A 61-year-old male with osteomyelitis due to diabetic foot involving the right III, IV, and V metatarsal bones was repeatedly hospitalised for MRSA sepsis. The first episode was treated with vancomycin for 4 weeks; the second, which occurred 2 weeks later, was treated with daptomycin (8 mg/kg) for 4 additional weeks. One month later, the patient presented a third septic episode and refused the proposed amputation. Therefore, oritavancin at a dose of 1,200 mg every 10 days was initiated (MIC for oritavancin: 0.060 mg/L), and administered five times. Six months after oritavancin discontinuation, the MRI showed complete regression of the osteomyelitis. The C_min values of oritavancin measured 1 hour prior to each administration were 2.1, 2.5, 3.3, and 4.4 mg/L.

CONCLUSION

Despite the high rate of clinical success and the bactericidal activity in vitro of oritavancin, definitive recommendations on optimal dose, number of doses, and dosing interval for the treatment of osteomyelitis are lacking.⁵ The strains isolated from the patients had different MICs; nevertheless, the team used the same loading dose and the same dosing interval, but different maintenance doses. Patient 2 had a lower MIC value, a renal impairment, and a progressive increase of C_min levels; however, the team decided to administer 1,200 mg for loading and maintenance doses to minimise the risk of amputation, considering the absence of toxicity.
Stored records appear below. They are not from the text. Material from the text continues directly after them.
use std::cmp::Reverse;
use std::fs::{self, OpenOptions};
use std::io::Write;
use std::path::{Path, PathBuf};
use std::time::SystemTime;

use anyhow::{Context, Result};
use chrono::{DateTime, Utc};
use once_cell::sync::OnceCell;
use serde::Serialize;
use serde_json::{Value, json};
use tracing::subscriber;
use tracing::{Subscriber, warn};
use tracing_appender::non_blocking::{NonBlocking, WorkerGuard};
use tracing_subscriber::filter::LevelFilter;
use tracing_subscriber::fmt;
use tracing_subscriber::{EnvFilter, Layer, layer::SubscriberExt};
use uuid::Uuid;

use crate::config::{TelemetrySettings, TraceSettings, project_dirs};

static TRACE_GUARD: OnceCell<WorkerGuard> = OnceCell::new();
static ACTIVE_TRACE_FILE: OnceCell<PathBuf> = OnceCell::new();
static TRACING_INITIALIZED: OnceCell<()> = OnceCell::new();
static RUN_ID: OnceCell<Uuid> = OnceCell::new();

const TRACE_SUFFIX: &str = ".trace.jsonl";

/// Identifier shared by every trace file and telemetry event of this process.
pub fn run_id() -> Uuid {
    *RUN_ID.get_or_init(Uuid::new_v4)
}

fn install_subscriber<S>(subscriber: S) -> Result<()>
where
    S: Subscriber + Send + Sync + 'static,
{
    TRACING_INITIALIZED.get_or_try_init(|| subscriber::set_global_default(subscriber))?;
    Ok(())
}

/// Install tracing subscriber with optional JSON trace export.
pub fn init_tracing(service: &str, verbose: bool, telemetry: &TelemetrySettings) -> Result<()> {
    let default_level = if verbose {
        "searchload=debug,searchload_target=debug"
    } else {
        "searchload=info,searchload_target=info"
    };
    let make_env_filter =
        || EnvFilter::try_from_default_env().unwrap_or_else(|_| EnvFilter::new(default_level));

    match build_trace_file_layer(service, &telemetry.traces)? {
        Some((writer, guard, path)) => {
            let subscriber = tracing_subscriber::registry()
                .with(make_env_filter())
                .with(fmt::layer().with_target(false))
                .with(
                    fmt::layer()
                        .json()
                        .with_current_span(true)
                        .with_span_list(true)
                        .with_file(true)
                        .with_line_number(true)
                        .with_target(true)
                        .with_writer(writer)
                        .with_filter(LevelFilter::TRACE),
                );
            let _ = TRACE_GUARD.set(guard);
            let _ = ACTIVE_TRACE_FILE.set(path);
            install_subscriber(subscriber)?;
        }
        None => {
            let subscriber = tracing_subscriber::registry()
                .with(make_env_filter())
                .with(fmt::layer().with_target(false));
            install_subscriber(subscriber)?;
        }
    }

    Ok(())
}

/// Returns the trace file written by the current process, if any.
pub fn current_trace_file() -> Option<&'static PathBuf> {
    ACTIVE_TRACE_FILE.get()
}

fn build_trace_file_layer(
    service: &str,
    settings: &TraceSettings,
) -> Result<Option<(NonBlocking, WorkerGuard, PathBuf)>> {
    if !settings.enabled {
        return Ok(None);
    }

    let directory = resolve_trace_directory(settings)?;
    fs::create_dir_all(&directory)
        .with_context(|| format!("Failed to create trace directory {}", directory.display()))?;

    let (file, path) = create_trace_file(service, &directory)?;
    prune_old_traces(&directory, service, settings.max_files, &path)?;

    let (writer, guard) = tracing_appender::non_blocking(file);

    Ok(Some((writer, guard, path)))
}

fn resolve_trace_directory(settings: &TraceSettings) -> Result<PathBuf> {
    if let Some(dir) = &settings.directory {
        return Ok(dir.clone());
    }
    Ok(project_dirs()?.cache_dir().join("traces"))
}

fn trace_file_name(service: &str) -> String {
    let timestamp = Utc::now().format("%Y%m%dT%H%M%SZ");
    let run = run_id().simple().to_string();
    format!("{service}-{timestamp}-{}{TRACE_SUFFIX}", &run[..8])
}

fn create_trace_file(service: &str, directory: &Path) -> Result<(fs::File, PathBuf)> {
    let path = directory.join(trace_file_name(service));
    let file = OpenOptions::new()
        .create(true)
        .append(true)
        .open(&path)
        .with_context(|| format!("Failed to open trace file {}", path.display()))?;
    Ok((file, path))
}

/// Keep at most `max_files` traces of `service`, counting `keep`, newest first.
/// Each subcommand writes under its own service name and is pruned separately.
fn prune_old_traces(directory: &Path, service: &str, max_files: usize, keep: &Path) -> Result<()> {
    if max_files == 0 {
        return Ok(());
    }

    let mut entries = trace_files(directory, service)?;
    entries.retain(|(_, path)| path != keep);
    entries.sort_by_key(|(modified, _)| Reverse(*modified));

    let retain = max_files.saturating_sub(1);
    for (_, path) in entries.into_iter().skip(retain) {
        let _ = fs::remove_file(&path);
    }
    Ok(())
}

fn trace_files(directory: &Path, service: &str) -> Result<Vec<(SystemTime, PathBuf)>> {
    let prefix = format!("{service}-");
    let mut entries = Vec::new();
    if !directory.exists() {
        return Ok(entries);
    }

    for entry in fs::read_dir(directory)
        .with_context(|| format!("Failed to read trace directory {}", directory.display()))?
    {
        let entry = entry?;
        let path = entry.path();
        if !path.is_file() {
            continue;
        }
        let Some(name) = path.file_name().and_then(|value| value.to_str()) else {
            continue;
        };
        if !(name.starts_with(&prefix) && name.ends_with(TRACE_SUFFIX)) {
            continue;
        }
        let Ok(modified) = entry.metadata().and_then(|metadata| metadata.modified()) else {
            continue;
        };
        entries.push((modified, path));
    }
    Ok(entries)
}

/// Records opt-in JSONL events for one run of a searchload service.
#[derive(Debug, Clone)]
pub struct ServiceTelemetry {
    service: String,
    run_id: Uuid,
    settings: TelemetrySettings,
}

impl ServiceTelemetry {
    pub fn new(service: impl Into<String>, settings: &TelemetrySettings) -> Self {
        Self {
            service: sanitize_service(service.into()),
            run_id: run_id(),
            settings: settings.clone(),
        }
    }

    pub fn run_id(&self) -> Uuid {
        self.run_id
    }

    pub fn record_startup(&self, details: Value) {
        self.record(
            ServiceEventKind::Startup,
            Some("service started".to_string()),
            Some(details),
        );
    }

    pub fn record_shutdown(&self) {
        self.record(
            ServiceEventKind::Shutdown,
            Some("service stopped".to_string()),
            None,
        );
    }

    /// Record a structured metric or state change with additional JSON details.
    pub fn record_metric(&self, event: impl Into<String>, details: Value) {
        self.record(ServiceEventKind::Message, Some(event.into()), Some(details));
    }

    pub fn record_error<E>(&self, error: &E)
    where
        E: std::fmt::Display + std::fmt::Debug,
    {
        let details = json!({ "debug": format!("{error:?}") });
        self.record(ServiceEventKind::Error, Some(error.to_string()), Some(details));
    }

    fn record(&self, kind: ServiceEventKind, message: Option<String>, details: Option<Value>) {
        if !self.settings.enabled {
            return;
        }

        let event = ServiceEvent {
            service: self.service.clone(),
            run_id: self.run_id,
            kind,
            timestamp: Utc::now(),
            version: env!("CARGO_PKG_VERSION"),
            message,
            details,
        };
        if let Err(err) = write_service_event(&self.settings, &event) {
            warn!(service = %self.service, warning = %err, "Failed to write telemetry event");
        }
    }
}

#[derive(Clone, Serialize)]
struct ServiceEvent {
    service: String,
    run_id: Uuid,
    kind: ServiceEventKind,
    timestamp: DateTime<Utc>,
    version: &'static str,
    #[serde(skip_serializing_if = "Option::is_none")]
    message: Option<String>,
    #[serde(skip_serializing_if = "Option::is_none")]
    details: Option<Value>,
}

#[derive(Clone, Serialize)]
#[serde(rename_all = "snake_case")]
enum ServiceEventKind {
    Startup,
    Shutdown,
    Message,
    Error,
}

fn write_service_event(settings: &TelemetrySettings, event: &ServiceEvent) -> Result<()> {
    let base = match &settings.buffer_dir {
        Some(dir) => dir.clone(),
        None => project_dirs()?.data_dir().join("telemetry"),
    };
    fs::create_dir_all(&base)
        .with_context(|| format!("Failed to create telemetry directory {}", base.display()))?;

    let path = base.join(format!("{}.jsonl", event.service));
    if let Some(limit) = settings.max_buffer_bytes {
        rotate_full_buffer(&path, &event.service, limit)?;
    }

    let mut line = serde_json::to_vec(event)?;
    line.push(b'\n');
    OpenOptions::new()
        .create(true)
        .append(true)
        .open(&path)
        .and_then(|mut file| file.write_all(&line))
        .with_context(|| format!("Failed to append telemetry event to {}", path.display()))
}

/// Move a buffer at or past `limit` bytes aside as `<service>-<timestamp>.jsonl`.
fn rotate_full_buffer(path: &Path, service: &str, limit: u64) -> Result<()> {
    let full = fs::metadata(path).is_ok_and(|metadata| metadata.len() >= limit);
    if !full {
        return Ok(());
    }

    let timestamp = Utc::now().format("%Y%m%dT%H%M%S%.3fZ");
    let rotated = path.with_file_name(format!("{service}-{timestamp}.jsonl"));
    fs::rename(path, &rotated)
        .with_context(|| format!("Failed to rotate telemetry buffer to {}", rotated.display()))
}

/// Service names become file names: lower-case ASCII, digits, `-` and `_`.
fn sanitize_service(service: String) -> String {
    service
        .to_ascii_lowercase()
        .chars()
        .map(|ch| {
            if ch.is_ascii_alphanumeric() || ch == '_' {
                ch
            } else {
                '-'
            }
        })
        .collect()
}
TDM was useful to ensure that oritavancin concentrations were maintained above the MIC after correction for protein binding. However, larger studies are warranted to determine the optimal area under the curve/MIC target for the treatment of bone infections. In conclusion, oritavancin represents a valid therapeutic option for MRSA osteomyelitis. TDM could be an essential tool to individualise and tailor oritavancin dose and dosing intervals in order to achieve appropriate concentration-time curve and area under the curve/MIC ratio in each patient.